Even after coming back to campus for his senior year, the effects of the pandemic year lingered.
“My friends who took time off, they have enough time to make friends; it’s actually worth it for them to do activities and try new things on campus because they have so much more time left,” he says.
Again, I don’t mean to belabor the point of how much we lost due to the pandemic, nor am I under the delusion that Harvard students had it the worst over the course of this past year.
But I will say that, over these past two semesters, it seems like the primary focus has been on a return to normalcy — a focus on re-establishing club cultures, on reviving social traditions, on restoring the “normal” Harvard experience. And in our rush to move past this pandemic, there’s been little recognition for all that we’ve lost, for those students — most often, from FGLI backgrounds — who struggled the most during this past year and didn’t have access to an alternative.
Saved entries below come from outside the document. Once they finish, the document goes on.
use chrono::{DateTime, Datelike, Duration, FixedOffset, NaiveDate, NaiveDateTime, NaiveTime, Utc};
use thiserror::Error;

use crate::entities::EmailReportPreference;
use crate::utils::hours_between;
use crate::value_objects::ReportFrequency;

#[derive(Debug, Clone, PartialEq, Eq, Error)]
pub enum ScheduleError {
    #[error("time of day must be HH:MM, got {0:?}")]
    InvalidTime(String),
    #[error("day of week must be 0-6, got {0}")]
    InvalidDayOfWeek(u32),
    #[error("day of month must be 1-31, got {0}")]
    InvalidDayOfMonth(u32),
    #[error("frequency must be daily, weekly or monthly")]
    UnknownFrequency,
}

#[derive(Debug, Clone, Copy, PartialEq, Eq)]
pub struct ScheduleSpec {
    pub frequency: ReportFrequency,
    pub time_of_day: NaiveTime,
    /// 0 = Sunday.
    pub day_of_week: u32,
    pub day_of_month: u32,
}

impl ScheduleSpec {
    pub fn new(
        frequency: ReportFrequency,
        time_of_day: &str,
        day_of_week: u32,
        day_of_month: u32,
    ) -> Result<Self, ScheduleError> {
        if frequency == ReportFrequency::Unrecognised {
            return Err(ScheduleError::UnknownFrequency);
        }
        let time_of_day = parse_time_of_day(time_of_day)
            .ok_or_else(|| ScheduleError::InvalidTime(time_of_day.to_string()))?;
        if day_of_week > 6 {
            return Err(ScheduleError::InvalidDayOfWeek(day_of_week));
        }
        if !(1..=31).contains(&day_of_month) {
            return Err(ScheduleError::InvalidDayOfMonth(day_of_month));
        }
        Ok(Self {
            frequency,
            time_of_day,
            day_of_week,
            day_of_month,
        })
    }

    pub fn from_preference(preference: &EmailReportPreference) -> Result<Self, ScheduleError> {
        Self::new(
            preference.frequency,
            &preference.time_of_day,
            preference.day_of_week,
            preference.day_of_month,
        )
    }
}

/// Strict `HH:MM`, 24-hour clock.
pub fn parse_time_of_day(raw: &str) -> Option<NaiveTime> {
    let (hours, minutes) = raw.trim().split_once(':')?;
    if hours.len() != 2 || minutes.len() != 2 {
        return None;
    }
    NaiveTime::from_hms_opt(hours.parse().ok()?, minutes.parse().ok()?, 0)
}

fn at_local(date: NaiveDate, time: NaiveTime, offset: FixedOffset) -> DateTime<FixedOffset> {
    let local = NaiveDateTime::new(date, time);
    let utc = local - Duration::seconds(i64::from(offset.local_minus_utc()));
    DateTime::from_naive_utc_and_offset(utc, offset)
}

fn last_day_of_month(year: i32, month: u32) -> u32 {
    let (next_year, next_month) = if month == 12 { (year + 1, 1) } else { (year, month + 1) };
    NaiveDate::from_ymd_opt(next_year, next_month, 1)
        .and_then(|first| first.pred_opt())
        .map(|last| last.day())
        .unwrap_or(28)
}

/// `day` in the given month, pulled back to the month's last day when it does not exist.
fn clamped_date(year: i32, month: u32, day: u32) -> Option<NaiveDate> {
    NaiveDate::from_ymd_opt(year, month, day.min(last_day_of_month(year, month)))
}

/// Next send instant strictly after `now`, in `now`'s offset.
pub fn next_send_time(spec: &ScheduleSpec, now: DateTime<FixedOffset>) -> DateTime<FixedOffset> {
    let offset = *now.offset();
    let today = now.date_naive();
    match spec.frequency {
        ReportFrequency::Daily => {
            let candidate = at_local(today, spec.time_of_day, offset);
            if candidate > now {
                candidate
            } else {
                candidate + Duration::days(1)
            }
        }
        ReportFrequency::Weekly | ReportFrequency::Unrecognised => {
            let current = today.weekday().num_days_from_sunday();
            let ahead = (spec.day_of_week + 7 - current) % 7;
            let candidate = at_local(
                today + Duration::days(i64::from(ahead)),
                spec.time_of_day,
                offset,
            );
            if candidate > now {
                candidate
            } else {
                candidate + Duration::days(7)
            }
        }
        ReportFrequency::Monthly => {
            let this_month = clamped_date(today.year(), today.month(), spec.day_of_month)
                .map(|date| at_local(date, spec.time_of_day, offset));
            match this_month {
                Some(candidate) if candidate > now => candidate,
                _ => {
                    let (year, month) = if today.month() == 12 {
                        (today.year() + 1, 1)
                    } else {
                        (today.year(), today.month() + 1)
                    };
                    clamped_date(year, month, spec.day_of_month)
                        .map(|date| at_local(date, spec.time_of_day, offset))
                        .unwrap_or_else(|| now + Duration::days(30))
                }
            }
        }
    }
}

/// Never-sent preferences are always due, unrecognised frequencies never are.
pub fn is_due(frequency: ReportFrequency, last_sent: Option<DateTime<Utc>>, now: DateTime<Utc>) -> bool {
    let Some(min_hours) = frequency.min_hours_between_sends() else {
        return false;
    };
    match last_sent {
        None => true,
        Some(last_sent) => hours_between(last_sent, now) >= min_hours,
    }
}
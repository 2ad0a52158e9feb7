use axum::extract::{Query, State};
use axum::http::HeaderMap;
use axum::Json;

use backend_application::queries::{compliance_queries, refill_analysis_queries};
use backend_application::AppState;
use backend_domain::{ComplianceSummary, FleetQuery, RefillAnalysis};

use crate::error::HttpError;
use crate::middleware::user_context;

pub async fn refill_analysis(
    State(state): State<AppState>,
    headers: HeaderMap,
    Query(query): Query<FleetQuery>,
) -> Result<Json<RefillAnalysis>, HttpError> {
    let ctx = user_context(&state, &headers).await?;
    let analysis = refill_analysis_queries::refill_analysis(&state, &ctx, query).await?;
    Ok(Json(analysis))
}

pub async fn compliance_summary(
    State(state): State<AppState>,
    headers: HeaderMap,
    Query(query): Query<FleetQuery>,
) -> Result<Json<ComplianceSummary>, HttpError> {
    let ctx = user_context(&state, &headers).await?;
    let summary = compliance_queries::compliance_summary(&state, &ctx, query).await?;
    Ok(Json(summary))
}
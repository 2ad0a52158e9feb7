// Refill entity
// A delivery of wash chemical to a site's tank, as recorded by the vendor

use chrono::{DateTime, Utc};
use serde::{Deserialize, Serialize};

use crate::utils::{
    deserialize_lenient_f64, deserialize_lenient_string, deserialize_optional_f64,
    deserialize_timestamp,
};

#[derive(Debug, Clone, PartialEq, Serialize, Deserialize)]
#[serde(rename_all = "camelCase")]
pub struct RefillEvent {
    #[serde(default, deserialize_with = "deserialize_lenient_string")]
    pub site: String,
    #[serde(default, deserialize_with = "deserialize_lenient_string")]
    pub customer: String,
    #[serde(deserialize_with = "deserialize_timestamp")]
    pub date: DateTime<Utc>,
    #[serde(default, deserialize_with = "deserialize_lenient_f64")]
    pub delivered_litres: f64,
    #[serde(default, deserialize_with = "deserialize_optional_f64")]
    pub start_litres: Option<f64>,
    #[serde(default, deserialize_with = "deserialize_lenient_f64")]
    pub new_total_litres: f64,
    #[serde(default, deserialize_with = "deserialize_lenient_f64")]
    pub total_ex_gst: f64,
    #[serde(default, skip_serializing_if = "Option::is_none")]
    pub product_name: Option<String>,
}

impl RefillEvent {
    /// Tank level before the delivery. Derived from the resulting level when
    /// the vendor omits the reading.
    pub fn starting_level(&self) -> f64 {
        self.start_litres
            .unwrap_or(self.new_total_litres - self.delivered_litres)
    }

    /// Tank level after the delivery.
    pub fn resulting_level(&self) -> f64 {
        self.new_total_litres
    }
}
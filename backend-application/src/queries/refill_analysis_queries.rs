use chrono::{DateTime, Utc};
use tracing::{error, info};

use backend_domain::services::{analyze_refills, filter_refills, filter_scans, resolve_scope, DataScope};
use backend_domain::{FleetQuery, RefillAnalysis, Site, UserContext, VendorError};

use crate::{AppError, AppState};

pub(crate) async fn sites_for_scope(
    state: &AppState,
    scope: &DataScope,
) -> Result<Vec<Site>, VendorError> {
    match scope {
        DataScope::Customer(_) | DataScope::Sites(_) => state.vendor.list_sites(None).await,
        _ => Ok(Vec::new()),
    }
}

pub async fn refill_analysis(
    state: &AppState,
    ctx: &UserContext,
    query: FleetQuery,
) -> Result<RefillAnalysis, AppError> {
    refill_analysis_at(state, ctx, query, Utc::now()).await
}

pub async fn refill_analysis_at(
    state: &AppState,
    ctx: &UserContext,
    query: FleetQuery,
    now: DateTime<Utc>,
) -> Result<RefillAnalysis, AppError> {
    if !ctx.capabilities().can_view_refills {
        return Err(AppError::Forbidden("refill analytics".to_string()));
    }
    let scope = resolve_scope(ctx, &state.access_policies.read().await);
    let filter = query.to_filter();

    let (refills, scans, sites) = tokio::try_join!(
        state.vendor.list_refills(&filter),
        state.vendor.list_scans(&filter),
        sites_for_scope(state, &scope),
    )
    .map_err(|err| {
        error!("failed to load refill data: {}", err);
        state.metrics.record_vendor_error();
        AppError::Vendor(err)
    })?;

    let refills = filter_refills(&scope, refills, &sites);
    let scans = filter_scans(&scope, scans, &sites);
    let analysis = analyze_refills(
        &refills,
        &scans,
        now.with_timezone(&ctx.offset),
        &state.forecast_settings(),
    );
    info!(
        "refill analysis: {} sites, {} critical, {} warning",
        analysis.total_sites, analysis.critical_sites, analysis.warning_sites
    );
    state.metrics.record_refill_analysis();
    Ok(analysis)
}
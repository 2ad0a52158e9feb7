pub mod app_config;
pub mod validation;

pub use app_config::AppConfig;
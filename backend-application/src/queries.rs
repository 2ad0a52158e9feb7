// Queries read vendor and platform data

pub mod compliance_queries;
pub mod email_report_queries;
pub mod maintenance_queries;
pub mod refill_analysis_queries;
pub mod user_queries;
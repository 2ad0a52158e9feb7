use chrono::{DateTime, Utc};
use tracing::{error, info, warn};

use backend_domain::services::{is_due, next_send_time, ScheduleSpec};
use backend_domain::{
    offset_from_minutes, DispatchFailure, DispatchResults, EmailReportPreference, PlatformError,
};

use crate::{AppError, AppState};

enum Outcome {
    Sent,
    Skipped,
}

async fn dispatch_one(
    state: &AppState,
    preference: &EmailReportPreference,
    now: DateTime<Utc>,
) -> Result<Outcome, PlatformError> {
    if !preference.enabled || !is_due(preference.frequency, preference.last_sent, now) {
        return Ok(Outcome::Skipped);
    }
    if preference.user_email.trim().is_empty() {
        warn!("skipping report preference {:?} without an email", preference.id);
        return Ok(Outcome::Skipped);
    }

    state
        .report_dispatcher
        .send_report(&preference.to_report_request())
        .await?;

    let offset = offset_from_minutes(
        preference
            .utc_offset_minutes
            .unwrap_or(state.config.default_utc_offset_minutes),
    );
    let next_scheduled = match ScheduleSpec::from_preference(preference) {
        Ok(spec) => Some(next_send_time(&spec, now.with_timezone(&offset)).with_timezone(&Utc)),
        Err(err) => {
            warn!("stored schedule for {} is invalid: {}", preference.user_email, err);
            None
        }
    };
    let updated = EmailReportPreference {
        last_sent: Some(now),
        next_scheduled,
        ..preference.clone()
    };
    state.preference_repo.update(&updated).await?;
    Ok(Outcome::Sent)
}

/// Sends every enabled, due report. One user's failure is recorded and the
/// batch moves on.
pub async fn dispatch_scheduled_reports(
    state: &AppState,
    now: DateTime<Utc>,
) -> Result<DispatchResults, AppError> {
    let preferences = state.preference_repo.list().await.map_err(|err| {
        error!("failed to list report preferences: {}", err);
        AppError::from(err)
    })?;

    let mut results = DispatchResults {
        total: preferences.len(),
        ..DispatchResults::default()
    };
    for preference in &preferences {
        match dispatch_one(state, preference, now).await {
            Ok(Outcome::Sent) => {
                info!("sent scheduled report to {}", preference.user_email);
                results.sent += 1;
            }
            Ok(Outcome::Skipped) => results.skipped += 1,
            Err(err) => {
                warn!(
                    "scheduled report for {} failed: {}",
                    preference.user_email, err
                );
                results.failed += 1;
                results.errors.push(DispatchFailure {
                    email: preference.user_email.clone(),
                    error: err.to_string(),
                });
            }
        }
    }

    state.metrics.record_dispatch(&results);
    info!(
        "report dispatch finished: total={} sent={} skipped={} failed={}",
        results.total, results.sent, results.skipped, results.failed
    );
    Ok(results)
}

#[cfg(test)]
mod tests {
    use super::*;
    use crate::testing::{stored_preference, TestHarness};
    use backend_domain::ReportFrequency;
    use chrono::{Duration, TimeZone};

    fn now() -> DateTime<Utc> {
        Utc.with_ymd_and_hms(2024, 5, 6, 9, 0, 0).single().expect("now")
    }

    #[tokio::test]
    async fn tallies_disabled_recent_and_due_users() {
        let harness = TestHarness::new();
        let mut disabled = stored_preference("off@boral.com.au", ReportFrequency::Daily);
        disabled.enabled = false;
        let mut recent = stored_preference("recent@boral.com.au", ReportFrequency::Daily);
        recent.last_sent = Some(now() - Duration::hours(10));
        let mut due = stored_preference("due@boral.com.au", ReportFrequency::Daily);
        due.last_sent = Some(now() - Duration::hours(30));
        harness.preferences.seed(vec![disabled, recent, due]);

        let results = dispatch_scheduled_reports(&harness.state, now())
            .await
            .expect("dispatch");
        assert_eq!(
            (results.total, results.sent, results.skipped, results.failed),
            (3, 1, 2, 0)
        );
        assert!(results.errors.is_empty());

        let sent = harness.dispatcher.sent();
        assert_eq!(sent.len(), 1);
        assert_eq!(sent[0].user_email, "due@boral.com.au");

        let stored = harness.preferences.by_email("due@boral.com.au").expect("stored");
        assert_eq!(stored.last_sent, Some(now()));
        assert!(stored.next_scheduled.is_some_and(|next| next > now()));
    }

    #[tokio::test]
    async fn one_failure_does_not_block_the_batch() {
        let harness = TestHarness::new();
        harness.preferences.seed(vec![
            stored_preference("broken@boral.com.au", ReportFrequency::Weekly),
            stored_preference("ok@boral.com.au", ReportFrequency::Monthly),
        ]);
        harness.dispatcher.fail_for("broken@boral.com.au");

        let results = dispatch_scheduled_reports(&harness.state, now())
            .await
            .expect("dispatch");
        assert_eq!((results.sent, results.failed), (1, 1));
        assert_eq!(results.errors[0].email, "broken@boral.com.au");
        assert!(harness
            .preferences
            .by_email("broken@boral.com.au")
            .is_some_and(|pref| pref.last_sent.is_none()));
    }

    #[tokio::test]
    async fn rows_with_null_fields_are_sent_or_counted() {
        let harness = TestHarness::new();
        let rows = serde_json::json!([
            {"id": "p1", "user_email": "ok@boral.com.au", "enabled": true,
             "frequency": "daily", "report_types": ["compliance"]},
            {"id": "p2", "user_email": "charts@boral.com.au", "enabled": true,
             "frequency": "weekly", "report_types": ["costs"], "include_charts": null},
            {"id": "p3", "user_email": "days@boral.com.au", "enabled": true,
             "frequency": null, "day_of_week": null, "report_types": null},
            {"id": "p4", "user_email": "odd@boral.com.au", "enabled": true,
             "frequency": "fortnightly", "report_types": ["refills"]},
        ]);
        let preferences: Vec<EmailReportPreference> =
            serde_json::from_value(rows).expect("stored rows decode");
        harness.preferences.seed(preferences);

        let results = dispatch_scheduled_reports(&harness.state, now())
            .await
            .expect("dispatch");
        assert_eq!(
            (results.total, results.sent, results.skipped, results.failed),
            (4, 3, 1, 0)
        );

        let sent = harness.dispatcher.sent();
        let charts = sent
            .iter()
            .find(|request| request.user_email == "charts@boral.com.au")
            .expect("charts report sent");
        assert!(charts.include_charts);
        let days = sent
            .iter()
            .find(|request| request.user_email == "days@boral.com.au")
            .expect("null schedule report sent");
        assert!(days.report_types.is_empty());
        assert!(harness
            .preferences
            .by_email("days@boral.com.au")
            .is_some_and(|pref| pref.next_scheduled.is_some()));
        assert!(harness
            .preferences
            .by_email("odd@boral.com.au")
            .is_some_and(|pref| pref.last_sent.is_none()));
    }
}
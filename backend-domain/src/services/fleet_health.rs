use std::collections::{BTreeMap, HashMap};

use chrono::{DateTime, Duration, Utc};

use crate::entities::{
    Device, MaintenanceRecord, MaintenanceSummary, MonthlyCost, ServiceTypeCount, UrgentItem,
    UrgentItemKind, Vehicle,
};
use crate::utils::hours_between;

const MONTHLY_COST_LIMIT: usize = 12;
const UPCOMING_SERVICE_DAYS: i64 = 30;
const URGENT_SERVICE_DAYS: i64 = 7;
const BELOW_TARGET_RATIO: f64 = 0.75;
const DEVICE_OFFLINE_HOURS: f64 = 24.0;

fn is_overdue(record: &MaintenanceRecord, now: DateTime<Utc>) -> bool {
    record.next_service_date.is_some_and(|next| next < now)
}

pub fn summarize_maintenance(
    records: &[MaintenanceRecord],
    now: DateTime<Utc>,
) -> MaintenanceSummary {
    let mut total_cost = 0.0;
    let mut months: BTreeMap<String, f64> = BTreeMap::new();
    let mut types: HashMap<&str, usize> = HashMap::new();

    for record in records {
        if let Some(cost) = record.cost.filter(|cost| *cost != 0.0) {
            total_cost += cost;
            if let Some(date) = record.service_date {
                *months.entry(date.format("%Y-%m").to_string()).or_default() += cost;
            }
        }
        let service_type = record.service_type.trim();
        let service_type = if service_type.is_empty() { "other" } else { service_type };
        *types.entry(service_type).or_default() += 1;
    }

    let skip = months.len().saturating_sub(MONTHLY_COST_LIMIT);
    let monthly_costs = months
        .into_iter()
        .skip(skip)
        .map(|(month, cost)| MonthlyCost {
            month,
            cost: cost.round(),
        })
        .collect();

    let mut service_types: Vec<ServiceTypeCount> = types
        .into_iter()
        .map(|(service_type, count)| ServiceTypeCount {
            service_type: service_type.to_string(),
            count,
        })
        .collect();
    service_types.sort_by(|a, b| {
        b.count
            .cmp(&a.count)
            .then_with(|| a.service_type.cmp(&b.service_type))
    });

    let horizon = now + Duration::days(UPCOMING_SERVICE_DAYS);
    let mut upcoming: Vec<MaintenanceRecord> = records
        .iter()
        .filter(|record| {
            record
                .next_service_date
                .is_some_and(|next| next >= now && next <= horizon)
        })
        .cloned()
        .collect();
    upcoming.sort_by_key(|record| record.next_service_date);

    let overdue = records
        .iter()
        .filter(|record| is_overdue(record, now))
        .cloned()
        .collect();

    MaintenanceSummary {
        record_count: records.len(),
        total_cost,
        average_cost: if records.is_empty() {
            0.0
        } else {
            total_cost / records.len() as f64
        },
        monthly_costs,
        service_types,
        upcoming,
        overdue,
    }
}

/// Most recent service per vehicle; undated records lose to dated ones.
fn latest_by_vehicle(records: &[MaintenanceRecord]) -> HashMap<&str, &MaintenanceRecord> {
    let mut latest: HashMap<&str, &MaintenanceRecord> = HashMap::new();
    for record in records {
        latest
            .entry(record.vehicle_id.as_str())
            .and_modify(|current| {
                if record.service_date > current.service_date {
                    *current = record;
                }
            })
            .or_insert(record);
    }
    latest
}

pub fn is_device_offline(device: &Device, now: DateTime<Utc>) -> bool {
    match device.last_scan_at {
        Some(last) => hours_between(last, now) >= DEVICE_OFFLINE_HOURS,
        None => true,
    }
}

fn push_item(items: &mut Vec<UrgentItem>, kind: UrgentItemKind, ids: Vec<String>) {
    if !ids.is_empty() {
        items.push(UrgentItem {
            kind,
            count: ids.len(),
            ids,
        });
    }
}

/// Dashboard calls to action, most pressing first. Kinds with nothing to
/// report are left out. `records` is empty when maintenance is not visible.
pub fn urgent_items(
    vehicles: &[Vehicle],
    records: &[MaintenanceRecord],
    devices: &[Device],
    now: DateTime<Utc>,
) -> Vec<UrgentItem> {
    let latest = latest_by_vehicle(records);
    let next_service = |vehicle: &Vehicle| {
        latest
            .get(vehicle.id.as_str())
            .and_then(|record| record.next_service_date)
    };

    let overdue = vehicles
        .iter()
        .filter(|vehicle| next_service(vehicle).is_some_and(|next| next < now))
        .map(|vehicle| vehicle.id.clone())
        .collect();
    let below_target = vehicles
        .iter()
        .filter(|vehicle| vehicle.is_below(BELOW_TARGET_RATIO))
        .map(|vehicle| vehicle.id.clone())
        .collect();
    let offline = devices
        .iter()
        .filter(|device| is_device_offline(device, now))
        .map(|device| device.id.clone())
        .collect();
    // Whole days ahead, so a service later today is neither overdue nor due soon.
    let due_soon = vehicles
        .iter()
        .filter(|vehicle| {
            next_service(vehicle).is_some_and(|next| {
                let days = (next - now).num_days();
                days > 0 && days <= URGENT_SERVICE_DAYS
            })
        })
        .map(|vehicle| vehicle.id.clone())
        .collect();

    let mut items = Vec::new();
    push_item(&mut items, UrgentItemKind::MaintenanceOverdue, overdue);
    push_item(&mut items, UrgentItemKind::BelowTarget, below_target);
    push_item(&mut items, UrgentItemKind::DevicesOffline, offline);
    push_item(&mut items, UrgentItemKind::MaintenanceUpcoming, due_soon);
    items
}
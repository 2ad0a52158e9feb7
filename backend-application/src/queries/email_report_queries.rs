use tracing::error;

use backend_domain::{EmailReportPreference, UserContext};

use crate::{AppError, AppState};

/// Caller's email when they may manage report subscriptions.
pub(crate) fn report_owner(ctx: &UserContext) -> Result<&str, AppError> {
    let email = ctx.email().ok_or(AppError::Unauthorized)?;
    if !ctx.capabilities().can_manage_email_reports {
        return Err(AppError::Forbidden("email reports".to_string()));
    }
    Ok(email)
}

/// Stored preferences, or the defaults for a user who never saved any.
pub async fn get_preferences(
    state: &AppState,
    ctx: &UserContext,
) -> Result<EmailReportPreference, AppError> {
    let email = report_owner(ctx)?;
    let stored = state
        .preference_repo
        .find_by_email(email)
        .await
        .map_err(|err| {
            error!("failed to load report preferences for {}: {}", email, err);
            AppError::from(err)
        })?;
    Ok(stored.unwrap_or_else(|| EmailReportPreference::defaults_for(email)))
}

#[cfg(test)]
mod tests {
    use super::*;
    use crate::testing::{profile, TestHarness};
    use backend_domain::ReportFrequency;

    #[tokio::test]
    async fn defaults_for_new_user() {
        let harness = TestHarness::new().with_user(profile("ops@boral.com.au", "viewer"));
        let ctx = harness.signed_in().await;
        let pref = get_preferences(&harness.state, &ctx).await.expect("prefs");
        assert!(!pref.enabled);
        assert_eq!(pref.frequency, ReportFrequency::Weekly);
        assert!(pref.report_types.is_empty());
        assert!(pref.include_charts && pref.include_ai_insights);
        assert!(pref.id.is_none());
    }

    #[tokio::test]
    async fn anonymous_callers_have_no_preferences() {
        let harness = TestHarness::new();
        let err = get_preferences(&harness.state, &harness.anonymous())
            .await
            .expect_err("unauthorized");
        assert!(matches!(err, AppError::Unauthorized));
    }
}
“I know that I would have preferred to really experience college, especially being the first generation in my family [to do so],” Juan says. “My college experience is the one that’s representative for my family.”
We only have four years here. Eight semesters; a hundred or so weeks. And there’s so much to do. People who took gap years talk about how time off allowed them to make the most of their time here; it’s a shame that not everyone has that privilege.